EXERCISE | What is needed is every line of the material that contains "used".

DATA FOR REVIEW |
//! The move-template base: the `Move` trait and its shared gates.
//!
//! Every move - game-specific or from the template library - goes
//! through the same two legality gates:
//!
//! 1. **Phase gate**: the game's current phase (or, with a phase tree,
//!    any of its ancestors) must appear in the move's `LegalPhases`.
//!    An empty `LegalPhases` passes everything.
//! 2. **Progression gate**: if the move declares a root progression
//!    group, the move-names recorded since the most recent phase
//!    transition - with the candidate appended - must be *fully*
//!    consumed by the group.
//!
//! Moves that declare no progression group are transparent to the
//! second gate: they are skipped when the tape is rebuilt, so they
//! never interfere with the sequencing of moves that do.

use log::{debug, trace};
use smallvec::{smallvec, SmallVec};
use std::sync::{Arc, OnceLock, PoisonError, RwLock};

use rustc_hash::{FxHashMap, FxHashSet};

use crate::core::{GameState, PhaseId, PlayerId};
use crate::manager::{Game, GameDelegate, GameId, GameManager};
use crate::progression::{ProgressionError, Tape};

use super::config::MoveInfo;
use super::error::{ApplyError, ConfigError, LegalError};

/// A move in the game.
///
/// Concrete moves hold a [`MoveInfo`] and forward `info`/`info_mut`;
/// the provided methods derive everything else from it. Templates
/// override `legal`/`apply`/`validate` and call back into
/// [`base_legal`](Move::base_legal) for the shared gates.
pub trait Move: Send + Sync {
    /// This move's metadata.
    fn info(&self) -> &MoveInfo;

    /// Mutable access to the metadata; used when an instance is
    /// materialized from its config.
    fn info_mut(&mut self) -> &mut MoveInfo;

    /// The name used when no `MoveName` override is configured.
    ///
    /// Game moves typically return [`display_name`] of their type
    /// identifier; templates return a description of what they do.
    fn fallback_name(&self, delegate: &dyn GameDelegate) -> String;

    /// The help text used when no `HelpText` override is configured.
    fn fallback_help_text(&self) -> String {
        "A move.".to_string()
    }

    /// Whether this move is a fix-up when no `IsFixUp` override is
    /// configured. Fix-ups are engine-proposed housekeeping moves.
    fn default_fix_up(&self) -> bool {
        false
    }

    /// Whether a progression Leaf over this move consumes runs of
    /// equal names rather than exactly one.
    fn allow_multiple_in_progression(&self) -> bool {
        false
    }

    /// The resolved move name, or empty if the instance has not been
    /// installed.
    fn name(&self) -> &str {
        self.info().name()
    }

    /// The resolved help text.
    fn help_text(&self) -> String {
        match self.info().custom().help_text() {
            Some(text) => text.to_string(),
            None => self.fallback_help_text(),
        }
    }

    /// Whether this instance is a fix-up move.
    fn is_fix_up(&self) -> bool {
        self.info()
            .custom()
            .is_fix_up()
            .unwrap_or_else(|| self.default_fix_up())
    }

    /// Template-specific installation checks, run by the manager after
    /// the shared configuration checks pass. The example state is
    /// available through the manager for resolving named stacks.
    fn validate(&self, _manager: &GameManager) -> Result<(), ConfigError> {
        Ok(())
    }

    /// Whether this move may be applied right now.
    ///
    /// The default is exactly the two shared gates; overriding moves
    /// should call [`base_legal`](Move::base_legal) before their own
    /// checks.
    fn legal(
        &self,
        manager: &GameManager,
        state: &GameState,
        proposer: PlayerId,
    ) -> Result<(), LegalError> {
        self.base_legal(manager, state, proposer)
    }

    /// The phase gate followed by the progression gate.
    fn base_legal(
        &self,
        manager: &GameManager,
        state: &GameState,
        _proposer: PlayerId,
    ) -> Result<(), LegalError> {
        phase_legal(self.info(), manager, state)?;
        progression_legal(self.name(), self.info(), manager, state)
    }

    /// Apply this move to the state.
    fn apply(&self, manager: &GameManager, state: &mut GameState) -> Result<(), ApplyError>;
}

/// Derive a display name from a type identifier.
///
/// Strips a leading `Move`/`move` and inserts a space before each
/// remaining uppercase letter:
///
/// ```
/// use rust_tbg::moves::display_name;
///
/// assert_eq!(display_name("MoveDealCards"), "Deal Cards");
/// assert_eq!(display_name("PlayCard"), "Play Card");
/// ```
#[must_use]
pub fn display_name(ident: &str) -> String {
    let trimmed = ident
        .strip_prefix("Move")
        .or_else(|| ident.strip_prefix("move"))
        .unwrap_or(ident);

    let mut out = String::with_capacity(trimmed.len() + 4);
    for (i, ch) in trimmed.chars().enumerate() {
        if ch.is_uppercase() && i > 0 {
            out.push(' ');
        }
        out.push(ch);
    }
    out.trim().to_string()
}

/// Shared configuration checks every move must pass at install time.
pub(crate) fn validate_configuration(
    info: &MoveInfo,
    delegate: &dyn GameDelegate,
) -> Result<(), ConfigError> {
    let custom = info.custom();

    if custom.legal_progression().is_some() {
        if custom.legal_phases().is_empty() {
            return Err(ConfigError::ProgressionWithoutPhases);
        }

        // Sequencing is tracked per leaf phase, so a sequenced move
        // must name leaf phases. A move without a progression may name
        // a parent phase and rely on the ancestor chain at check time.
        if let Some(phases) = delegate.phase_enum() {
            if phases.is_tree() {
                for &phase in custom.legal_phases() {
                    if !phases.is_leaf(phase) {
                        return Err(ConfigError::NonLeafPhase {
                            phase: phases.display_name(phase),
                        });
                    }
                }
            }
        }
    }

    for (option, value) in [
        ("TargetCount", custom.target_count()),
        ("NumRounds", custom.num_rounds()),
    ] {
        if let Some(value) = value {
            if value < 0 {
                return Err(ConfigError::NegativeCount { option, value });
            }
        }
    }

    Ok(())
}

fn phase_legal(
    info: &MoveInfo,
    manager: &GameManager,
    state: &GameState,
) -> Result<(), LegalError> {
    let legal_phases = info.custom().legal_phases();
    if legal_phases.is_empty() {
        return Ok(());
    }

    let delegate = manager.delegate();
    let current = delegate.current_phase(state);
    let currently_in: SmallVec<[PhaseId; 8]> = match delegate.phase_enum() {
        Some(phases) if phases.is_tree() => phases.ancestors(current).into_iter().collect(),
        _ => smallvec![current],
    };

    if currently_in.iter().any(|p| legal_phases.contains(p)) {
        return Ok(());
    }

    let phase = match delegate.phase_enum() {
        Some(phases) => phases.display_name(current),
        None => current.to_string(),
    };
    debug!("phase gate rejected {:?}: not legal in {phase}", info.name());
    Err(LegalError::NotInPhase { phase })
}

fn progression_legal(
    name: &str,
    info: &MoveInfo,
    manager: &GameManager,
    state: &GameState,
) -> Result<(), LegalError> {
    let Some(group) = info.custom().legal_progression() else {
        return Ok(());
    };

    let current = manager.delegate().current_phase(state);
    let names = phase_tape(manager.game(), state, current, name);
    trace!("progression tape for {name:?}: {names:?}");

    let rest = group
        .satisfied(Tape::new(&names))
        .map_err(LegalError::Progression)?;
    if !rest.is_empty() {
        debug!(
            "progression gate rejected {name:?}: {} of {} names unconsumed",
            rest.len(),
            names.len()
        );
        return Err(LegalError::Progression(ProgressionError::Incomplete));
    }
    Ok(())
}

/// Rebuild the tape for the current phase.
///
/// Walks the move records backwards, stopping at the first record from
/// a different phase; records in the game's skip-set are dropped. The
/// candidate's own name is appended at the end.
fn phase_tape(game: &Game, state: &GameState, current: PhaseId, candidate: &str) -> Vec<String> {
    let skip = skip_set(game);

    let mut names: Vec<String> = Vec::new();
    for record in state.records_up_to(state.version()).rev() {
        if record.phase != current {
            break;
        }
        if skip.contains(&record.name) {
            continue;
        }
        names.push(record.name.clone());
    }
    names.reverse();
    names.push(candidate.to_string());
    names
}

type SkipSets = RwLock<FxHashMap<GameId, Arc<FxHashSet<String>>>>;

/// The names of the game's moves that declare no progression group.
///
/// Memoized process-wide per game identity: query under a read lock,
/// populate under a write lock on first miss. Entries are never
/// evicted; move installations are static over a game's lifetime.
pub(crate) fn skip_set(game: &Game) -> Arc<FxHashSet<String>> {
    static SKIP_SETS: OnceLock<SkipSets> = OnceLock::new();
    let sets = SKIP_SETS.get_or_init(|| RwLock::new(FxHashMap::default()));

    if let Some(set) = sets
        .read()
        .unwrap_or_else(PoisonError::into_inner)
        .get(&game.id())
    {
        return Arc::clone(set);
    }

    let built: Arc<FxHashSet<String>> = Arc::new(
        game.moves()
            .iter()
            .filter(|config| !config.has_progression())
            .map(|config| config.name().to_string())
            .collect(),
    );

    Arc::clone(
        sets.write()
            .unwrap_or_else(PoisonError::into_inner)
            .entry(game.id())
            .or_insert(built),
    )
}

SOLVED PROBLEM |
    /// Mutable access to the metadata; used when an instance is
    /// The name used when no `MoveName` override is configured.
    /// The help text used when no `HelpText` override is configured.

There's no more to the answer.